- **Exercise**
The material must be repeated exactly, with every line intact.

- **Data provided**

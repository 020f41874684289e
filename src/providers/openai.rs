//! OpenAI-compatible HTTP provider for embeddings and skill categorization

use crate::config::ProviderConfig;
use crate::error::{Result, ResumeTailorError};
use crate::providers::{CategoryProvider, EmbeddingProvider};
use async_trait::async_trait;
use log::{debug, warn};
use serde::{Deserialize, Serialize};
use std::time::Duration;

const CATEGORIZATION_SYSTEM_PROMPT: &str = "You are an expert in categorizing technical skills.";
const CATEGORIZATION_TEMPERATURE: f32 = 0.2;
const CATEGORIZATION_MAX_TOKENS: u32 = 50;

/// Client for an OpenAI-compatible API, implementing both provider traits.
pub struct OpenAiClient {
    client: reqwest::Client,
    api_key: String,
    api_base: String,
    embedding_model: String,
    generation_model: String,
    max_retries: u32,
}

#[derive(Debug, Serialize)]
struct EmbeddingRequest<'a> {
    input: &'a str,
    model: &'a str,
}

#[derive(Debug, Deserialize)]
struct EmbeddingResponse {
    data: Vec<EmbeddingData>,
}

#[derive(Debug, Deserialize)]
struct EmbeddingData {
    embedding: Vec<f32>,
}

#[derive(Debug, Serialize)]
struct ChatRequest<'a> {
    model: &'a str,
    messages: Vec<ChatMessage<'a>>,
    temperature: f32,
    max_tokens: u32,
}

#[derive(Debug, Serialize)]
struct ChatMessage<'a> {
    role: &'a str,
    content: &'a str,
}

#[derive(Debug, Deserialize)]
struct ChatResponse {
    choices: Vec<ChatChoice>,
}

#[derive(Debug, Deserialize)]
struct ChatChoice {
    message: ChatResponseMessage,
}

#[derive(Debug, Deserialize)]
struct ChatResponseMessage {
    content: String,
}

impl OpenAiClient {
    /// Create a client with an explicit API key.
    pub fn new(api_key: String, config: &ProviderConfig) -> Result<Self> {
        let client = reqwest::Client::builder()
            .timeout(Duration::from_secs(config.request_timeout_secs))
            .build()?;

        Ok(Self {
            client,
            api_key,
            api_base: config.api_base.trim_end_matches('/').to_string(),
            embedding_model: config.embedding_model.clone(),
            generation_model: config.generation_model.clone(),
            max_retries: config.max_retries,
        })
    }

    /// Create a client from the `OPENAI_API_KEY` environment variable.
    /// A missing key is the one fatal configuration error of the pipeline.
    pub fn from_env(config: &ProviderConfig) -> Result<Self> {
        let api_key = std::env::var("OPENAI_API_KEY").map_err(|_| {
            ResumeTailorError::Configuration(
                "OPENAI_API_KEY environment variable is not set".to_string(),
            )
        })?;
        Self::new(api_key, config)
    }

    /// POST a JSON body, retrying on 429/5xx and transport errors with
    /// exponential backoff (1s, 2s, 4s).
    async fn post_json<B: Serialize, T: serde::de::DeserializeOwned>(
        &self,
        path: &str,
        body: &B,
    ) -> Result<T> {
        let url = format!("{}{}", self.api_base, path);
        let mut last_error: Option<ResumeTailorError> = None;

        for attempt in 0..self.max_retries {
            if attempt > 0 {
                let delay = Duration::from_millis(1000 * (1 << (attempt - 1)));
                warn!(
                    "Provider request to {} failed, retrying after {}ms",
                    path,
                    delay.as_millis()
                );
                tokio::time::sleep(delay).await;
            }

            let response = self
                .client
                .post(&url)
                .bearer_auth(&self.api_key)
                .json(body)
                .send()
                .await;

            let response = match response {
                Ok(r) => r,
                Err(e) => {
                    last_error = Some(ResumeTailorError::Network(e));
                    continue;
                }
            };

            let status = response.status();

            if status.as_u16() == 429 || status.is_server_error() {
                let message = response.text().await.unwrap_or_default();
                warn!("Provider returned {} for {}: {}", status, path, message);
                last_error = Some(ResumeTailorError::Provider {
                    status: status.as_u16(),
                    message,
                });
                continue;
            }

            if !status.is_success() {
                let message = response.text().await.unwrap_or_default();
                return Err(ResumeTailorError::Provider {
                    status: status.as_u16(),
                    message,
                });
            }

            return Ok(response.json::<T>().await?);
        }

        Err(last_error.unwrap_or_else(|| {
            ResumeTailorError::Provider {
                status: 0,
                message: format!("request to {} failed after {} attempts", path, self.max_retries),
            }
        }))
    }
}

#[async_trait]
impl EmbeddingProvider for OpenAiClient {
    async fn embed(&self, text: &str) -> Result<Vec<f32>> {
        let request = EmbeddingRequest {
            input: text,
            model: &self.embedding_model,
        };

        let response: EmbeddingResponse = self.post_json("/embeddings", &request).await?;

        response
            .data
            .into_iter()
            .next()
            .map(|d| d.embedding)
            .ok_or_else(|| {
                ResumeTailorError::Embedding("provider returned no embedding data".to_string())
            })
    }

    fn model_id(&self) -> &str {
        &self.embedding_model
    }
}

#[async_trait]
impl CategoryProvider for OpenAiClient {
    async fn categorize_skill(
        &self,
        skill: &str,
        context: &str,
        categories: &[String],
    ) -> Result<String> {
        let prompt = categorization_prompt(skill, context, categories);
        let request = ChatRequest {
            model: &self.generation_model,
            messages: vec![
                ChatMessage {
                    role: "system",
                    content: CATEGORIZATION_SYSTEM_PROMPT,
                },
                ChatMessage {
                    role: "user",
                    content: &prompt,
                },
            ],
            temperature: CATEGORIZATION_TEMPERATURE,
            max_tokens: CATEGORIZATION_MAX_TOKENS,
        };

        let response: ChatResponse = self.post_json("/chat/completions", &request).await?;

        let content = response
            .choices
            .into_iter()
            .next()
            .map(|c| c.message.content)
            .ok_or_else(|| {
                ResumeTailorError::Categorization("provider returned no choices".to_string())
            })?;

        let category = content.trim().to_string();
        debug!("Category response for '{}': '{}'", skill, category);
        Ok(category)
    }
}

/// Build the categorization prompt shown to the generation model.
pub fn categorization_prompt(skill: &str, context: &str, categories: &[String]) -> String {
    let category_list = serde_json::to_string(categories).unwrap_or_else(|_| "[]".to_string());
    format!(
        "Given the skill '{}' (context from job description: '{}') \
         and the existing resume skill categories: {}.\n\
         Which of these categories does the skill best fit into? \
         If it doesn't fit well into any existing category, suggest 'New Category: [Appropriate New Category Name]' \
         (e.g., 'New Category: Cloud Technologies'). \
         If it fits an existing category, just return that category name. \
         Be concise. Only return the category name or 'New Category: ...'.",
        skill, context, category_list
    )
}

- **Answer space**
repository 020f41874684289e
filename src/providers/openai.rs
//! OpenAI-compatible HTTP provider for embeddings and skill categorization

use crate::config::ProviderConfig;
use crate::error::{Result, ResumeTailorError};
use crate::providers::{CategoryProvider, EmbeddingProvider};
use async_trait::async_trait;
use log::{debug, warn};
use serde::{Deserialize, Serialize};
use std::time::Duration;

const CATEGORIZATION_SYSTEM_PROMPT: &str = "You are an expert in categorizing technical skills.";
const CATEGORIZATION_TEMPERATURE: f32 = 0.2;
const CATEGORIZATION_MAX_TOKENS: u32 = 50;

/// Client for an OpenAI-compatible API, implementing both provider traits.
pub struct OpenAiClient {
    client: reqwest::Client,
    api_key: String,
    api_base: String,
    embedding_model: String,
    generation_model: String,
    max_retries: u32,
}

#[derive(Debug, Serialize)]
struct EmbeddingRequest<'a> {
    input: &'a str,
    model: &'a str,
}

#[derive(Debug, Deserialize)]
struct EmbeddingResponse {
    data: Vec<EmbeddingData>,
}

#[derive(Debug, Deserialize)]
struct EmbeddingData {
    embedding: Vec<f32>,
}

#[derive(Debug, Serialize)]
struct ChatRequest<'a> {
    model: &'a str,
    messages: Vec<ChatMessage<'a>>,
    temperature: f32,
    max_tokens: u32,
}

#[derive(Debug, Serialize)]
struct ChatMessage<'a> {
    role: &'a str,
    content: &'a str,
}

#[derive(Debug, Deserialize)]
struct ChatResponse {
    choices: Vec<ChatChoice>,
}

#[derive(Debug, Deserialize)]
struct ChatChoice {
    message: ChatResponseMessage,
}

#[derive(Debug, Deserialize)]
struct ChatResponseMessage {
    content: String,
}

impl OpenAiClient {
    /// Create a client with an explicit API key.
    pub fn new(api_key: String, config: &ProviderConfig) -> Result<Self> {
        let client = reqwest::Client::builder()
            .timeout(Duration::from_secs(config.request_timeout_secs))
            .build()?;

        Ok(Self {
            client,
            api_key,
            api_base: config.api_base.trim_end_matches('/').to_string(),
            embedding_model: config.embedding_model.clone(),
            generation_model: config.generation_model.clone(),
            max_retries: config.max_retries,
        })
    }

    /// Create a client from the `OPENAI_API_KEY` environment variable.
    /// A missing key is the one fatal configuration error of the pipeline.
    pub fn from_env(config: &ProviderConfig) -> Result<Self> {
        let api_key = std::env::var("OPENAI_API_KEY").map_err(|_| {
            ResumeTailorError::Configuration(
                "OPENAI_API_KEY environment variable is not set".to_string(),
            )
        })?;
        Self::new(api_key, config)
    }

    /// POST a JSON body, retrying on 429/5xx and transport errors with
    /// exponential backoff (1s, 2s, 4s).
    async fn post_json<B: Serialize, T: serde::de::DeserializeOwned>(
        &self,
        path: &str,
        body: &B,
    ) -> Result<T> {
        let url = format!("{}{}", self.api_base, path);
        let mut last_error: Option<ResumeTailorError> = None;

        for attempt in 0..self.max_retries {
            if attempt > 0 {
                let delay = Duration::from_millis(1000 * (1 << (attempt - 1)));
                warn!(
                    "Provider request to {} failed, retrying after {}ms",
                    path,
                    delay.as_millis()
                );
                tokio::time::sleep(delay).await;
            }

            let response = self
                .client
                .post(&url)
                .bearer_auth(&self.api_key)
                .json(body)
                .send()
                .await;

            let response = match response {
                Ok(r) => r,
                Err(e) => {
                    last_error = Some(ResumeTailorError::Network(e));
                    continue;
                }
            };

            let status = response.status();

            if status.as_u16() == 429 || status.is_server_error() {
                let message = response.text().await.unwrap_or_default();
                warn!("Provider returned {} for {}: {}", status, path, message);
                last_error = Some(ResumeTailorError::Provider {
                    status: status.as_u16(),
                    message,
                });
                continue;
            }

            if !status.is_success() {
                let message = response.text().await.unwrap_or_default();
                return Err(ResumeTailorError::Provider {
                    status: status.as_u16(),
                    message,
                });
            }

            return Ok(response.json::<T>().await?);
        }

        Err(last_error.unwrap_or_else(|| {
            ResumeTailorError::Provider {
                status: 0,
                message: format!("request to {} failed after {} attempts", path, self.max_retries),
            }
        }))
    }
}

#[async_trait]
impl EmbeddingProvider for OpenAiClient {
    async fn embed(&self, text: &str) -> Result<Vec<f32>> {
        let request = EmbeddingRequest {
            input: text,
            model: &self.embedding_model,
        };

        let response: EmbeddingResponse = self.post_json("/embeddings", &request).await?;

        response
            .data
            .into_iter()
            .next()
            .map(|d| d.embedding)
            .ok_or_else(|| {
                ResumeTailorError::Embedding("provider returned no embedding data".to_string())
            })
    }

    fn model_id(&self) -> &str {
        &self.embedding_model
    }
}

#[async_trait]
impl CategoryProvider for OpenAiClient {
    async fn categorize_skill(
        &self,
        skill: &str,
        context: &str,
        categories: &[String],
    ) -> Result<String> {
        let prompt = categorization_prompt(skill, context, categories);
        let request = ChatRequest {
            model: &self.generation_model,
            messages: vec![
                ChatMessage {
                    role: "system",
                    content: CATEGORIZATION_SYSTEM_PROMPT,
                },
                ChatMessage {
                    role: "user",
                    content: &prompt,
                },
            ],
            temperature: CATEGORIZATION_TEMPERATURE,
            max_tokens: CATEGORIZATION_MAX_TOKENS,
        };

        let response: ChatResponse = self.post_json("/chat/completions", &request).await?;

        let content = response
            .choices
            .into_iter()
            .next()
            .map(|c| c.message.content)
            .ok_or_else(|| {
                ResumeTailorError::Categorization("provider returned no choices".to_string())
            })?;

        let category = content.trim().to_string();
        debug!("Category response for '{}': '{}'", skill, category);
        Ok(category)
    }
}

/// Build the categorization prompt shown to the generation model.
pub fn categorization_prompt(skill: &str, context: &str, categories: &[String]) -> String {
    let category_list = serde_json::to_string(categories).unwrap_or_else(|_| "[]".to_string());
    format!(
        "Given the skill '{}' (context from job description: '{}') \
         and the existing resume skill categories: {}.\n\
         Which of these categories does the skill best fit into? \
         If it doesn't fit well into any existing category, suggest 'New Category: [Appropriate New Category Name]' \
         (e.g., 'New Category: Cloud Technologies'). \
         If it fits an existing category, just return that category name. \
         Be concise. Only return the category name or 'New Category: ...'.",
        skill, context, category_list
    )
}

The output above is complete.